Some less grade-y notes: It is really exciting to me how much I learn each year. After 10 years farming, in the past three I really am starting to feel the ability to gain and implement knowledge. Examples for next year include the aforementioned peppers fix, getting a shade cloth for curing onions and garlic (we lost 1/4 of our onions just to sunburn), planting the parsley a few weeks later so that it doesn't bolt, direct seeding leeks and then mulching them (so so so much more efficient). Part of that mastering of carrots mentioned earlier was just changing seed plates. Really easily doable. So that's fun, the feeling of getting better. Also strangely exciting is the year-roundness that we are starting to achieve, with or without a hoophouse. Some of this is the warming thing, which, without getting political is a little scary, but more can be chalked up to figuring out how to create, store, and sell more root crops.
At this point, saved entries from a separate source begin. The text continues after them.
//! Credential bundle decoding
//!
//! Accounts are supplied as a base64-encoded JSON object keyed by identity:
//!
//! ```json
//! {
//!   "alice@example.com": { "password": "...", "secret": "JBSWY3DPEHPK3PXP" },
//!   "bob@example.com": {
//!     "password": "...",
//!     "provider": "google",
//!     "secret": { "google": "...", "chatgpt": "..." }
//!   }
//! }
//! ```
//!
//! A plain string `secret` belongs to the chat service itself (`chatgpt`).

use std::collections::BTreeMap;
use std::fmt;

use base64::Engine;
use serde::{Deserialize, Deserializer};
use thiserror::Error;

use crate::otp_uri::OtpProvider;

/// Errors raised while decoding an account bundle
#[derive(Debug, Error)]
pub enum DecodeError {
    #[error("Invalid base64 string in account bundle: {0}")]
    Base64(#[from] base64::DecodeError),
    #[error("Account bundle is not valid UTF-8: {0}")]
    Utf8(#[from] std::string::FromUtf8Error),
    #[error("Invalid JSON format in account bundle: {0}")]
    Json(#[from] serde_json::Error),
}

/// Attributes of one account
#[derive(Clone, Default, PartialEq, Eq, Deserialize)]
pub struct AccountRecord {
    #[serde(default)]
    password: Option<String>,
    #[serde(default)]
    provider: Option<String>,
    #[serde(default, rename = "secret", deserialize_with = "deserialize_secrets")]
    secrets: BTreeMap<String, String>,
}

impl AccountRecord {
    pub fn new(password: impl Into<String>) -> Self {
        Self {
            password: Some(password.into()),
            ..Self::default()
        }
    }

    pub fn with_provider(mut self, provider: impl Into<String>) -> Self {
        self.provider = Some(provider.into());
        self
    }

    pub fn with_secret(mut self, provider: impl Into<String>, secret: impl Into<String>) -> Self {
        self.secrets.insert(provider.into(), secret.into());
        self
    }

    pub fn password(&self) -> Option<&str> {
        self.password.as_deref()
    }

    /// Login provider tag, `None` means basic
    pub fn provider(&self) -> Option<&str> {
        self.provider.as_deref()
    }

    /// Named OTP secrets, keyed by provider
    pub fn secrets(&self) -> &BTreeMap<String, String> {
        &self.secrets
    }

    pub fn secret(&self, provider: &str) -> Option<&str> {
        self.secrets.get(provider).map(String::as_str)
    }
}

impl fmt::Debug for AccountRecord {
    fn fmt(&self, f: &mut fmt::Formatter<'_>) -> fmt::Result {
        f.debug_struct("AccountRecord")
            .field("password", &self.password.as_ref().map(|_| "<redacted>"))
            .field("provider", &self.provider)
            .field("secrets", &self.secrets.keys().collect::<Vec<_>>())
            .finish()
    }
}

fn deserialize_secrets<'de, D>(deserializer: D) -> Result<BTreeMap<String, String>, D::Error>
where
    D: Deserializer<'de>,
{
    #[derive(Deserialize)]
    #[serde(untagged)]
    enum SecretField {
        Single(String),
        Named(BTreeMap<String, String>),
    }

    Ok(match Option::<SecretField>::deserialize(deserializer)? {
        Some(SecretField::Single(secret)) => {
            BTreeMap::from([(OtpProvider::ChatGpt.as_str().to_string(), secret)])
        }
        Some(SecretField::Named(secrets)) => secrets,
        None => BTreeMap::new(),
    })
}

/// Decoded accounts, looked up by identity
#[derive(Clone, Debug, Default)]
pub struct AccountStore {
    accounts: BTreeMap<String, AccountRecord>,
}

impl AccountStore {
    /// Environment variable read by [`AccountStore::from_env`]
    pub const ENV_VAR: &'static str = "TEST_ACCOUNTS";

    /// Decode a base64 JSON bundle. Absent or blank input gives an empty store.
    pub fn decode(encoded: Option<&str>) -> Result<Self, DecodeError> {
        let Some(encoded) = encoded else {
            return Ok(Self::default());
        };

        let compact: String = encoded.chars().filter(|c| !c.is_whitespace()).collect();
        if compact.is_empty() {
            return Ok(Self::default());
        }

        let bytes = base64::engine::general_purpose::STANDARD.decode(compact)?;
        let json = String::from_utf8(bytes)?;
        let accounts: BTreeMap<String, AccountRecord> = serde_json::from_str(&json)?;

        Ok(Self { accounts })
    }

    /// Decode the bundle held in `TEST_ACCOUNTS`, if any
    pub fn from_env() -> Result<Self, DecodeError> {
        let encoded = std::env::var(Self::ENV_VAR).ok();
        Self::decode(encoded.as_deref())
    }

    pub fn from_records<I, K>(records: I) -> Self
    where
        I: IntoIterator<Item = (K, AccountRecord)>,
        K: Into<String>,
    {
        Self {
            accounts: records
                .into_iter()
                .map(|(identity, record)| (identity.into(), record))
                .collect(),
        }
    }

    pub fn lookup(&self, identity: &str) -> Option<&AccountRecord> {
        self.accounts.get(identity)
    }

    /// Known identities, in sorted order
    pub fn identities(&self) -> impl Iterator<Item = &str> {
        self.accounts.keys().map(String::as_str)
    }

    pub fn len(&self) -> usize {
        self.accounts.len()
    }

    pub fn is_empty(&self) -> bool {
        self.accounts.is_empty()
    }
}

#[cfg(test)]
#[path = "accounts_test.rs"]
mod accounts_test;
Here it is December and I am just mentally wrapping up last year and will start ordering seeds in another week or two.
Vermont is such an ideal place to be doing the work I am doing. People's interest in keeping this state a sustainable, viable, and interesting enterprise is what keeps any of this from being a grind, and I really appreciate being able to supply veggies to my CSA members, Shelburne Farmer's Market customers and the one or two restaurant and grocery store things I do. I like all of those different relationships.
Surely I forgot something, so feel free to comment and remind me or give your own grade. Hard to believe we will be updated our website in a month with our new brochure and getting ready for a new season.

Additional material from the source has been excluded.